U.S. Court of Appeals for the Ninth Circuit, 2015

Yinhui Shi v. Loretta E. Lynch

Yinhui Shi v. Loretta E. Lynch
U.S. Court of Appeals for the Ninth Circuit · Decided September 24, 2015 · Graber, Rawlinson, Watford
617 F. App'x 792

Yinhui Shi v. Loretta E. Lynch

Opinion

*793 MEMORANDUM *

Yinhui Shi, a native and citizen of China, petitions for review of a decision of the Board of Immigration Appeals (“BIA”) denying his claims for asylum, withholding of removal, and protection under the Convention Against Torture (“CAT”). 1 The immigration judge found Shi not credible and denied his application, and the BIA affirmed. Substantial evidence supports the determination that Shi was not credible and therefore cannot establish eligibility for relief.

Shi testified that he was arrested in China on March 26, 2004, after being discovered with a copy of a publication critical of the Chinese government. He later testified that his son was two months old at the time. But he also testified and stated in his application that his son was born on March 17, 2004, just nine days before his arrest. Shi also testified that, two days after being released by the police, he went to a hospital, where he was told that a bone in his nose was dislocated. Shi claimed he was punched in the nose on the first day of his detention and punched in his head and kicked five days later. Shi testified that he was not released until nine or ten days after that. However, medical records showed that Shi went to the hospital five days after he claimed to be released, not two, and that he told the doctor that his nose had been painful for only one day.

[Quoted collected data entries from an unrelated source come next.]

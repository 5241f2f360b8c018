//! Read-only SQL guard.
//!
//! Ad-hoc queries from the path mapper are checked here before they reach a
//! connection. Comments and quoted text are blanked out first so keywords
//! inside them never count.

use thiserror::Error;

const ALLOWED_PREFIXES: &[&str] = &["SELECT", "WITH", "EXPLAIN"];
const FORBIDDEN_KEYWORDS: &[&str] = &[
    "INSERT", "UPDATE", "DELETE", "DROP", "CREATE", "ALTER", "ATTACH", "DETACH",
    "PRAGMA", "VACUUM", "REINDEX",
];

#[derive(Debug, Clone, PartialEq, Eq, Error)]
pub enum SqlGuardError {
    #[error("Query is empty")]
    Empty,
    #[error("Multiple statements are not allowed")]
    MultipleStatements,
    #[error("Query must start with SELECT, WITH, or EXPLAIN (found {0})")]
    NotAQuery(String),
    #[error("Query contains forbidden keyword: {0}")]
    Forbidden(String),
}

/// Validate that `sql` is a single read-only statement.
pub fn validate_read_only(sql: &str) -> Result<(), SqlGuardError> {
    let sanitized = sanitize_sql(sql);
    if sanitized.trim().is_empty() {
        return Err(SqlGuardError::Empty);
    }

    validate_single_statement(&sanitized)?;

    let tokens = tokens_upper(&sanitized);
    match tokens.first() {
        Some(first) if ALLOWED_PREFIXES.contains(&first.as_str()) => {}
        Some(first) => return Err(SqlGuardError::NotAQuery(first.clone())),
        None => return Err(SqlGuardError::NotAQuery("nothing".to_string())),
    }

    if let Some(bad) = tokens
        .iter()
        .find(|t| FORBIDDEN_KEYWORDS.contains(&t.as_str()))
    {
        return Err(SqlGuardError::Forbidden(bad.clone()));
    }

    Ok(())
}

/// Drop a single trailing `;` so the statement can be wrapped or prepared.
pub fn strip_trailing_semicolon(sql: &str) -> &str {
    let trimmed = sql.trim();
    match trimmed.strip_suffix(';') {
        Some(stripped) => stripped.trim_end(),
        None => trimmed,
    }
}

fn validate_single_statement(sanitized: &str) -> Result<(), SqlGuardError> {
    let body = strip_trailing_semicolon(sanitized);
    if body.contains(';') {
        return Err(SqlGuardError::MultipleStatements);
    }
    Ok(())
}

fn tokens_upper(sql: &str) -> Vec<String> {
    sql.split(|c: char| !(c.is_ascii_alphanumeric() || c == '_'))
        .filter(|t| !t.is_empty())
        .map(|t| t.to_ascii_uppercase())
        .collect()
}

/// Replace comments and quoted text with spaces, keeping byte offsets stable.
fn sanitize_sql(sql: &str) -> String {
    #[derive(Clone, Copy)]
    enum State {
        Code,
        Single,
        Double,
        Bracket,
        LineComment,
        BlockComment,
    }

    let mut out = String::with_capacity(sql.len());
    let mut chars = sql.chars().peekable();
    let mut state = State::Code;

    while let Some(ch) = chars.next() {
        match state {
            State::LineComment => {
                if ch == '\n' {
                    state = State::Code;
                    out.push('\n');
                } else {
                    out.push(' ');
                }
            }
            State::BlockComment => {
                if ch == '*' && chars.peek() == Some(&'/') {
                    chars.next();
                    state = State::Code;
                    out.push(' ');
                }
                out.push(' ');
            }
            State::Single => {
                if ch == '\'' {
                    if chars.peek() == Some(&'\'') {
                        chars.next();
                        out.push(' ');
                    } else {
                        state = State::Code;
                    }
                }
                out.push(' ');
            }
            State::Double => {
                if ch == '"' {
                    state = State::Code;
                }
                out.push(' ');
            }
            State::Bracket => {
                if ch == ']' {
                    state = State::Code;
                }
                out.push(' ');
            }
            State::Code => match ch {
                '-' if chars.peek() == Some(&'-') => {
                    chars.next();
                    state = State::LineComment;
                    out.push_str("  ");
                }
                '/' if chars.peek() == Some(&'*') => {
                    chars.next();
                    state = State::BlockComment;
                    out.push_str("  ");
                }
                '\'' => {
                    state = State::Single;
                    out.push(' ');
                }
                '"' => {
                    state = State::Double;
                    out.push(' ');
                }
                '[' => {
                    state = State::Bracket;
                    out.push(' ');
                }
                _ => out.push(ch),
            },
        }
    }

    out
}

#[cfg(test)]
mod tests {
    use super::*;

    #[test]
    fn test_validate_read_only_basic() {
        assert!(validate_read_only("SELECT * FROM mp4_status").is_ok());
        assert!(validate_read_only("with m AS (SELECT 1) SELECT * FROM m").is_ok());
        assert!(validate_read_only("EXPLAIN SELECT * FROM mp4_status").is_ok());
        assert!(validate_read_only("INSERT INTO mp4_status VALUES (1)").is_err());
        assert!(validate_read_only("DELETE FROM mp4_status").is_err());
        assert!(validate_read_only("DROP TABLE mp4_status").is_err());
        assert!(validate_read_only("UPDATE mp4_status SET value = 1").is_err());
        assert_eq!(
            validate_read_only("PRAGMA table_info(x)"),
            Err(SqlGuardError::NotAQuery("PRAGMA".to_string()))
        );
    }

    #[test]
    fn test_empty_and_comment_only() {
        assert_eq!(validate_read_only("   "), Err(SqlGuardError::Empty));
        assert_eq!(validate_read_only("-- nothing"), Err(SqlGuardError::Empty));
    }

    #[test]
    fn test_keywords_inside_comments_and_literals_are_ignored() {
        assert!(validate_read_only("SELECT 1 -- DELETE FROM mp4_status").is_ok());
        assert!(validate_read_only("SELECT 1 /* DROP */ FROM mp4_status").is_ok());
        assert!(validate_read_only("SELECT * FROM mp4_status WHERE comments = 'drop; it'").is_ok());
        assert!(validate_read_only("SELECT \"update\" FROM t").is_ok());
    }

    #[test]
    fn test_multiple_statements() {
        assert_eq!(
            validate_read_only("SELECT 1; DROP TABLE mp4_status"),
            Err(SqlGuardError::MultipleStatements)
        );
        assert!(validate_read_only("SELECT 1;\nSELECT 2").is_err());
        assert!(validate_read_only("SELECT 1; ").is_ok());
    }

    #[test]
    fn test_nested_mutation_rejected() {
        assert_eq!(
            validate_read_only("WITH x AS (DELETE FROM t RETURNING *) SELECT * FROM x"),
            Err(SqlGuardError::Forbidden("DELETE".to_string()))
        );
    }

    #[test]
    fn test_strip_trailing_semicolon() {
        assert_eq!(strip_trailing_semicolon(" SELECT 1 ; "), "SELECT 1");
        assert_eq!(strip_trailing_semicolon("SELECT 1"), "SELECT 1");
    }
}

“[Mjinor discrepancies in dates that ... cannot be viewed as attempts by the applicant to enhance his claims of persecution have no bearing on credibility.” Ren v. Holder, 648 F.3d 1079, 1086 (9th Cir. 2011) (ellipsis in original) (quoting Singh v. Gonzales, 403 F.3d 1081, 1092 (9th Cir. 2005)). But it was not unreasonable for the BIA to expect Shi to remember that his second child was born just nine days, rather than two months, before he was supposedly arrested, beaten.by police, and detained for over two weeks. Nor was it unreasonable to expect him to recall when he sought treatment for the injuries he allegedly suffered. We thus cannot say that the record in this case compels a contrary result. See 8 U.S.C. § 1252(b)(4)(B); Garcia v. Holder, 749 F.3d 785, 789-91 (9th Cir. 2014).

PETITION DENIED.

*

This disposition is not appropriate for publication and is not precedent except as provided by 9 th Cir. R. 36-3.

1

. Shi made no argument in his opening brief regarding the BIA’s rejection of his CAT claim. That claim is thus waived. See Martinez-Serrano v. INS, 94 F.3d 1256, 1259 (9th Cir. 1996).